** Work to be completed **
The complete listing should be transcribed precisely.

** Given records **
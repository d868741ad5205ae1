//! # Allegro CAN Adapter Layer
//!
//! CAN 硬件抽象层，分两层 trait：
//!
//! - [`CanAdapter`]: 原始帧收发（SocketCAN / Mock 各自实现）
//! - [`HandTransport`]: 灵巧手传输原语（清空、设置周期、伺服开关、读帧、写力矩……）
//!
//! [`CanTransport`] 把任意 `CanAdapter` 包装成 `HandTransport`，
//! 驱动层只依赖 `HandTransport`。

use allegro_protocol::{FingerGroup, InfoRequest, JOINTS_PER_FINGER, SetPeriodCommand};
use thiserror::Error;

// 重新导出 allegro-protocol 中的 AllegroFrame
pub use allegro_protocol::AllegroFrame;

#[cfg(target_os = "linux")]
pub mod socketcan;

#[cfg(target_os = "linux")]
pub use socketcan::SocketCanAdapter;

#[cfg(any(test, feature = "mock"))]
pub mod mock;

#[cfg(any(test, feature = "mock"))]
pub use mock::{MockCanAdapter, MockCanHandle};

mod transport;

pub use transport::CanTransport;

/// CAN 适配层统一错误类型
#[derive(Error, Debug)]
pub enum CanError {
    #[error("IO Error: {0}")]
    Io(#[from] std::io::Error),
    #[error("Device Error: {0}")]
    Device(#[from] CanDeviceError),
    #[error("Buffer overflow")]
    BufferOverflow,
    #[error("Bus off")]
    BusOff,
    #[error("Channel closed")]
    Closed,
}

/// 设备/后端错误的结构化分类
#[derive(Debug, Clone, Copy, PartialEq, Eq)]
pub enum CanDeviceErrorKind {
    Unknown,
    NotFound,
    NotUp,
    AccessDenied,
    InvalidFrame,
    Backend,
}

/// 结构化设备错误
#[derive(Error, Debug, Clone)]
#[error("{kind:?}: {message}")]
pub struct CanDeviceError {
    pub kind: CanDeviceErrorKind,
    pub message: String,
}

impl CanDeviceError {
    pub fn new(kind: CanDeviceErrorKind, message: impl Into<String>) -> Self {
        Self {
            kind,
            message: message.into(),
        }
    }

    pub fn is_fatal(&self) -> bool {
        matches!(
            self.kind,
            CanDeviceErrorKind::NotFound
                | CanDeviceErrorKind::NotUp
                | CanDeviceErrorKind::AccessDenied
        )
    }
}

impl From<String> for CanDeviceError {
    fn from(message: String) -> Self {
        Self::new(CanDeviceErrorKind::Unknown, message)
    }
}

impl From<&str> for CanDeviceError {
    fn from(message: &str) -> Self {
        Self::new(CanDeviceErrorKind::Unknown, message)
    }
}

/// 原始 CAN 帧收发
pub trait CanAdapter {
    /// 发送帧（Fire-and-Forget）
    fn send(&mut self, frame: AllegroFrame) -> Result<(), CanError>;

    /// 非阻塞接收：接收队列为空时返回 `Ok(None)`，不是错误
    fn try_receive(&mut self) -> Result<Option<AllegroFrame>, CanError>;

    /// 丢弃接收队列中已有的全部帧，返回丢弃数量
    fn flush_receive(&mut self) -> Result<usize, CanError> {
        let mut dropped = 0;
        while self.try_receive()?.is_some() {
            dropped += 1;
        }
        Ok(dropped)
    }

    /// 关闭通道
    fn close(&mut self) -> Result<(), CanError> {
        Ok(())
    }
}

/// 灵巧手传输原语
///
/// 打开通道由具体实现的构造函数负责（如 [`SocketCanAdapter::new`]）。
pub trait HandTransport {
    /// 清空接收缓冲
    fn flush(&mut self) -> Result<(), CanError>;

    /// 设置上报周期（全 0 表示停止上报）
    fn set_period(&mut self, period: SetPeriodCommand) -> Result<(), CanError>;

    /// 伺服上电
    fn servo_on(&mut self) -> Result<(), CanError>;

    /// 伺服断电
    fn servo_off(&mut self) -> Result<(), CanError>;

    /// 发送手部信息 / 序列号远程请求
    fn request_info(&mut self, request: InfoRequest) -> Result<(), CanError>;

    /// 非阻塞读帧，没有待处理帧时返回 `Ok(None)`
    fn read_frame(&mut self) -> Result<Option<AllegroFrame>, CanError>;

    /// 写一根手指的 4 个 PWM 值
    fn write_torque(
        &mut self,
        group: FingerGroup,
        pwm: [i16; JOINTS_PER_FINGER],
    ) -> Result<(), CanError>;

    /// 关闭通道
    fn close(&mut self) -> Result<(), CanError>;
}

** Answer to this problem **
repository d868741ad5205ae1
//! # Allegro CAN Adapter Layer
//!
//! CAN 硬件抽象层，分两层 trait：
//!
//! - [`CanAdapter`]: 原始帧收发（SocketCAN / Mock 各自实现）
//! - [`HandTransport`]: 灵巧手传输原语（清空、设置周期、伺服开关、读帧、写力矩……）
//!
//! [`CanTransport`] 把任意 `CanAdapter` 包装成 `HandTransport`，
//! 驱动层只依赖 `HandTransport`。

use allegro_protocol::{FingerGroup, InfoRequest, JOINTS_PER_FINGER, SetPeriodCommand};
use thiserror::Error;

// 重新导出 allegro-protocol 中的 AllegroFrame
pub use allegro_protocol::AllegroFrame;

#[cfg(target_os = "linux")]
pub mod socketcan;

#[cfg(target_os = "linux")]
pub use socketcan::SocketCanAdapter;

#[cfg(any(test, feature = "mock"))]
pub mod mock;

#[cfg(any(test, feature = "mock"))]
pub use mock::{MockCanAdapter, MockCanHandle};

mod transport;

pub use transport::CanTransport;

/// CAN 适配层统一错误类型
#[derive(Error, Debug)]
pub enum CanError {
    #[error("IO Error: {0}")]
    Io(#[from] std::io::Error),
    #[error("Device Error: {0}")]
    Device(#[from] CanDeviceError),
    #[error("Buffer overflow")]
    BufferOverflow,
    #[error("Bus off")]
    BusOff,
    #[error("Channel closed")]
    Closed,
}

/// 设备/后端错误的结构化分类
#[derive(Debug, Clone, Copy, PartialEq, Eq)]
pub enum CanDeviceErrorKind {
    Unknown,
    NotFound,
    NotUp,
    AccessDenied,
    InvalidFrame,
    Backend,
}

/// 结构化设备错误
#[derive(Error, Debug, Clone)]
#[error("{kind:?}: {message}")]
pub struct CanDeviceError {
    pub kind: CanDeviceErrorKind,
    pub message: String,
}

impl CanDeviceError {
    pub fn new(kind: CanDeviceErrorKind, message: impl Into<String>) -> Self {
        Self {
            kind,
            message: message.into(),
        }
    }

    pub fn is_fatal(&self) -> bool {
        matches!(
            self.kind,
            CanDeviceErrorKind::NotFound
                | CanDeviceErrorKind::NotUp
                | CanDeviceErrorKind::AccessDenied
        )
    }
}

impl From<String> for CanDeviceError {
    fn from(message: String) -> Self {
        Self::new(CanDeviceErrorKind::Unknown, message)
    }
}

impl From<&str> for CanDeviceError {
    fn from(message: &str) -> Self {
        Self::new(CanDeviceErrorKind::Unknown, message)
    }
}

/// 原始 CAN 帧收发
pub trait CanAdapter {
    /// 发送帧（Fire-and-Forget）
    fn send(&mut self, frame: AllegroFrame) -> Result<(), CanError>;

    /// 非阻塞接收：接收队列为空时返回 `Ok(None)`，不是错误
    fn try_receive(&mut self) -> Result<Option<AllegroFrame>, CanError>;

    /// 丢弃接收队列中已有的全部帧，返回丢弃数量
    fn flush_receive(&mut self) -> Result<usize, CanError> {
        let mut dropped = 0;
        while self.try_receive()?.is_some() {
            dropped += 1;
        }
        Ok(dropped)
    }

    /// 关闭通道
    fn close(&mut self) -> Result<(), CanError> {
        Ok(())
    }
}

/// 灵巧手传输原语
///
/// 打开通道由具体实现的构造函数负责（如 [`SocketCanAdapter::new`]）。
pub trait HandTransport {
    /// 清空接收缓冲
    fn flush(&mut self) -> Result<(), CanError>;

    /// 设置上报周期（全 0 表示停止上报）
    fn set_period(&mut self, period: SetPeriodCommand) -> Result<(), CanError>;

    /// 伺服上电
    fn servo_on(&mut self) -> Result<(), CanError>;

    /// 伺服断电
    fn servo_off(&mut self) -> Result<(), CanError>;

    /// 发送手部信息 / 序列号远程请求
    fn request_info(&mut self, request: InfoRequest) -> Result<(), CanError>;

    /// 非阻塞读帧，没有待处理帧时返回 `Ok(None)`
    fn read_frame(&mut self) -> Result<Option<AllegroFrame>, CanError>;

    /// 写一根手指的 4 个 PWM 值
    fn write_torque(
        &mut self,
        group: FingerGroup,
        pwm: [i16; JOINTS_PER_FINGER],
    ) -> Result<(), CanError>;

    /// 关闭通道
    fn close(&mut self) -> Result<(), CanError>;
}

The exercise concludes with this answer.